西欧思想の根底に流れるキリスト教には、ゾロアスター教の影響が見られるといい、それゆえ二項対立が思想、思考の根底に流れている。善悪、主客、魂と肉体、現代にいたっては、理性と感情すら対立項目にあげられることが私たちの普通の生活感覚になった。(かつて感情は、動物にはない、人間的なものだと考えられていた。)
そんな中、参禅修行の経験を通して、幾多郎は真に日本的な哲学を確立していった。
という理解でよろしいでしょうか・・・?
先に挙げたテーゼを解き明かしていくのが、『善の研究』なのだが、いかんせんぱらぱらとめくっただけなので、大変誤解している可能性が高い。ごめんなさいです。
つらくなった脚を誤魔化しながら、ようやく銀閣寺への参道入り口にたどり着いたが、あまりに人が多いのでやめにして、しばしベンチで休息する。
そばにロウバイがもう咲いている。
204号のバスに乗り伊織町で降りると、次の目的地はすぐだ。
英ぼさんご推薦の、「藤芳」。
一枚板や、一枚板を合わせたテーブル。メニューは丼物もあって、気取りがない。普通の町のソバ屋さん。
店主のお母さんが、ご挨拶に来られる。みやこ蝶々似の愛想のいい方で、85歳には見えない。
ビールを飲みつつ蕎麦を待っていると、来ました!
英ぼさんは天ざる、自分はにしんそば。
味の分からぬ自分があれこれ言うのは止そう。つるつるしゃっきり系の味わい深い蕎麦でした。
お昼一時過ぎていたからか、お客さんも少なく、のんびりした気持ちでしっかり味わいました。

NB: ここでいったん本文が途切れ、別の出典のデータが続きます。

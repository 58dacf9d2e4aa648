//! Per-frame gesture classification from fingertip geometry.
//!
//! Three signals are derived from two distances:
//! - **Pinch:** thumb tip close to index tip
//! - **Two-finger:** index tip close to middle tip
//! - **Open hand:** index tip far from middle tip
//!
//! Two-finger and open hand test the same distance against thresholds
//! `click_distance * 1.1` and `open_hand_threshold`. With the defaults
//! (0.044 vs 0.12) they cannot both hold, but nothing enforces that if the
//! thresholds are retuned.

use airpoint_common::config::GestureConfig;
use airpoint_common::error::AirpointResult;
use airpoint_hand_model::landmark::LandmarkFrame;

use crate::geometry::normalized_distance;

/// Widening applied to `click_distance` for the two-finger gesture.
pub const TWO_FINGER_FACTOR: f64 = 1.1;

/// Gesture signals for one frame. Never persisted.
#[derive(Debug, Clone, Copy, PartialEq)]
pub struct GestureSignals {
    /// Normalized thumb-tip to index-tip distance.
    pub pinch_distance: f64,
    /// Normalized index-tip to middle-tip distance.
    pub two_finger_distance: f64,
    /// Normalized index-tip to middle-tip distance used for the open-hand test.
    pub index_mid_distance: f64,
    pub is_pinch: bool,
    pub is_two_finger: bool,
    pub fingers_open: bool,
}

impl GestureSignals {
    /// Short status line for the overlay.
    pub fn label(&self) -> String {
        format!("Pinch:{} TwoPinch:{}", self.is_pinch, self.is_two_finger)
    }
}

/// Threshold-based gesture classifier.
#[derive(Debug, Clone)]
pub struct GestureClassifier {
    click_distance: f64,
    open_hand_threshold: f64,
}

impl GestureClassifier {
    pub fn new(click_distance: f64, open_hand_threshold: f64) -> Self {
        Self {
            click_distance,
            open_hand_threshold,
        }
    }

    pub fn from_config(config: &GestureConfig) -> Self {
        Self::new(config.click_distance, config.open_hand_threshold)
    }

    /// Classify one hand. Fails only on zero frame dimensions.
    pub fn classify(
        &self,
        hand: &LandmarkFrame,
        frame_w: u32,
        frame_h: u32,
    ) -> AirpointResult<GestureSignals> {
        let pinch_distance =
            normalized_distance(hand.thumb_tip(), hand.index_tip(), frame_w, frame_h)?;
        let two_finger_distance =
            normalized_distance(hand.index_tip(), hand.middle_tip(), frame_w, frame_h)?;
        let index_mid_distance = two_finger_distance;

        Ok(GestureSignals {
            pinch_distance,
            two_finger_distance,
            index_mid_distance,
            is_pinch: pinch_distance < self.click_distance,
            is_two_finger: two_finger_distance < self.click_distance * TWO_FINGER_FACTOR,
            fingers_open: index_mid_distance > self.open_hand_threshold,
        })
    }
}

impl Default for GestureClassifier {
    fn default() -> Self {
        Self::from_config(&GestureConfig::default())
    }
}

どうしてももう一杯食べたくて、こんどはおろし蕎麦をたのむ。
蕎麦の上に、鰹節とおろし大根がどっかと乗って、混ぜて食べると、長野県坂城町産のねずみ大根の辛さが半端ではない。
こんなに辛くて美味いおろし蕎麦は久々だ。
刻みネギ、大葉、ワサビの薬味もついてきたが、何ものせない方が美味い。
写真とるのも忘れて、食べきった。
いやあ~、ごちそうさまでした!
ご主人も愛想よく、撮影にも気軽に応じてらした。
目の前には白川が流れる閑静な場所で、京都に来たときはマストなお店でした。